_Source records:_
######

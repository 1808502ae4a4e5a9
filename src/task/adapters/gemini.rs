//! Gemini-backed suggestion engine.
//!
//! Wraps the Google generative-language HTTP API behind the
//! [`SuggestionEngine`] port. The adapter owns no state beyond its HTTP
//! client and configuration; every call is a single request/response round
//! trip with an explicit timeout.

use crate::config::GeminiConfig;
use crate::task::ports::{
    MIN_SUGGESTION_CHARS, SuggestionEngine, SuggestionError, SuggestionRequest, SuggestionResult,
};
use async_trait::async_trait;
use reqwest::{Client, StatusCode};
use serde::{Deserialize, Serialize};
use std::time::Duration;

const MAX_OUTPUT_TOKENS: u32 = 300;

/// Suggestion engine backed by the Gemini `generateContent` endpoint.
#[derive(Debug, Clone)]
pub struct GeminiSuggestionEngine {
    client: Client,
    base_url: String,
    model: String,
    api_key: String,
}

impl GeminiSuggestionEngine {
    /// Creates an engine from configuration.
    ///
    /// # Errors
    ///
    /// Returns [`SuggestionError::Provider`] when the HTTP client cannot be
    /// constructed.
    pub fn new(config: &GeminiConfig) -> SuggestionResult<Self> {
        let client = Client::builder()
            .timeout(Duration::from_secs(config.timeout_secs))
            .build()
            .map_err(|err| SuggestionError::Provider(format!("failed to build HTTP client: {err}")))?;
        Ok(Self {
            client,
            base_url: config.base_url.trim_end_matches('/').to_owned(),
            model: config.model.clone(),
            api_key: config.api_key.clone(),
        })
    }
}

#[async_trait]
impl SuggestionEngine for GeminiSuggestionEngine {
    async fn improve(&self, request: &SuggestionRequest) -> SuggestionResult<String> {
        let prompt = build_prompt(request);
        let body = GenerateContentBody {
            contents: vec![RequestContent {
                parts: vec![RequestPart { text: &prompt }],
            }],
            generation_config: GenerationConfig {
                temperature: 0.0,
                max_output_tokens: MAX_OUTPUT_TOKENS,
            },
        };
        let url = format!("{}/v1/models/{}:generateContent", self.base_url, self.model);

        tracing::debug!(model = %self.model, "requesting suggestion from Gemini");
        let response = self
            .client
            .post(&url)
            .query(&[("key", self.api_key.as_str())])
            .json(&body)
            .send()
            .await
            .map_err(|err| {
                tracing::warn!("Gemini transport error: {err}");
                SuggestionError::Provider(format!("transport error: {err}"))
            })?;

        let status = response.status();
        if status == StatusCode::TOO_MANY_REQUESTS {
            tracing::warn!("Gemini quota exceeded");
            return Err(SuggestionError::RateLimited);
        }
        if !status.is_success() {
            let envelope: GeminiErrorEnvelope = response.json().await.unwrap_or_default();
            if envelope.error.as_ref().and_then(|error| error.code) == Some(429) {
                tracing::warn!("Gemini quota exceeded");
                return Err(SuggestionError::RateLimited);
            }
            let detail = envelope
                .error
                .and_then(|error| error.message)
                .unwrap_or_else(|| format!("status {status}"));
            tracing::warn!("Gemini request failed: {detail}");
            return Err(SuggestionError::Provider(detail));
        }

        let payload: GenerateContentResponse = response
            .json()
            .await
            .map_err(|err| SuggestionError::Provider(format!("malformed provider response: {err}")))?;
        let text = extract_text(payload);
        if text.chars().count() < MIN_SUGGESTION_CHARS {
            return Err(SuggestionError::Provider(
                "empty or undersized provider response".to_owned(),
            ));
        }
        Ok(text)
    }
}

/// Builds the instruction prompt handed to the provider.
pub(crate) fn build_prompt(request: &SuggestionRequest) -> String {
    format!(
        "You are a professional task management assistant.\n\n\
         You will receive a task title, a task description, and the current \
         priority (low, medium, or high).\n\n\
         Rewrite the description so it is clearer and more actionable, then \
         briefly state whether the current priority is appropriate; if it is \
         not, name the priority it should be.\n\n\
         Rules: return plain text only. Do not use bullet points, headings, \
         markdown, or section labels, and do not ask questions. Keep it \
         professional and concise.\n\n\
         Task title:\n\"{title}\"\n\n\
         Current description:\n\"{description}\"\n\n\
         Current priority:\n\"{priority}\"\n",
        title = request.title,
        description = request.description,
        priority = request.priority,
    )
}

/// Concatenates the text parts of the first candidate, trimmed.
pub(crate) fn extract_text(payload: GenerateContentResponse) -> String {
    payload
        .candidates
        .into_iter()
        .next()
        .and_then(|candidate| candidate.content)
        .map(|content| {
            content
                .parts
                .into_iter()
                .filter_map(|part| part.text)
                .collect::<String>()
        })
        .unwrap_or_default()
        .trim()
        .to_owned()
}

#[derive(Debug, Serialize)]
struct GenerateContentBody<'a> {
    contents: Vec<RequestContent<'a>>,
    #[serde(rename = "generationConfig")]
    generation_config: GenerationConfig,
}

#[derive(Debug, Serialize)]
struct RequestContent<'a> {
    parts: Vec<RequestPart<'a>>,
}

#[derive(Debug, Serialize)]
struct RequestPart<'a> {
    text: &'a str,
}

#[derive(Debug, Serialize)]
struct GenerationConfig {
    temperature: f32,
    #[serde(rename = "maxOutputTokens")]
    max_output_tokens: u32,
}

/// Successful `generateContent` response payload.
#[derive(Debug, Default, Deserialize)]
pub(crate) struct GenerateContentResponse {
    #[serde(default)]
    pub(crate) candidates: Vec<GeminiCandidate>,
}

/// Single response candidate.
#[derive(Debug, Deserialize)]
pub(crate) struct GeminiCandidate {
    pub(crate) content: Option<GeminiContent>,
}

/// Candidate content holding text parts.
#[derive(Debug, Deserialize)]
pub(crate) struct GeminiContent {
    #[serde(default)]
    pub(crate) parts: Vec<GeminiPart>,
}

/// Single content part.
#[derive(Debug, Deserialize)]
pub(crate) struct GeminiPart {
    pub(crate) text: Option<String>,
}

#[derive(Debug, Default, Deserialize)]
struct GeminiErrorEnvelope {
    error: Option<GeminiErrorBody>,
}

#[derive(Debug, Deserialize)]
struct GeminiErrorBody {
    code: Option<u16>,
    message: Option<String>,
}
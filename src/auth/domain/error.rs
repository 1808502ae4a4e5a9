//! Error types for auth domain validation.

use thiserror::Error;

/// Errors returned while constructing auth domain values.
#[derive(Debug, Clone, Error, PartialEq, Eq)]
pub enum AuthDomainError {
    /// The email address is malformed.
    #[error("invalid email address: {0}")]
    InvalidEmail(String),
}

######

_Work order:_
All lines above containing the string "configuration": copy each one.

_Result below:_
//! client and configuration; every call is a single request/response round
    /// Creates an engine from configuration.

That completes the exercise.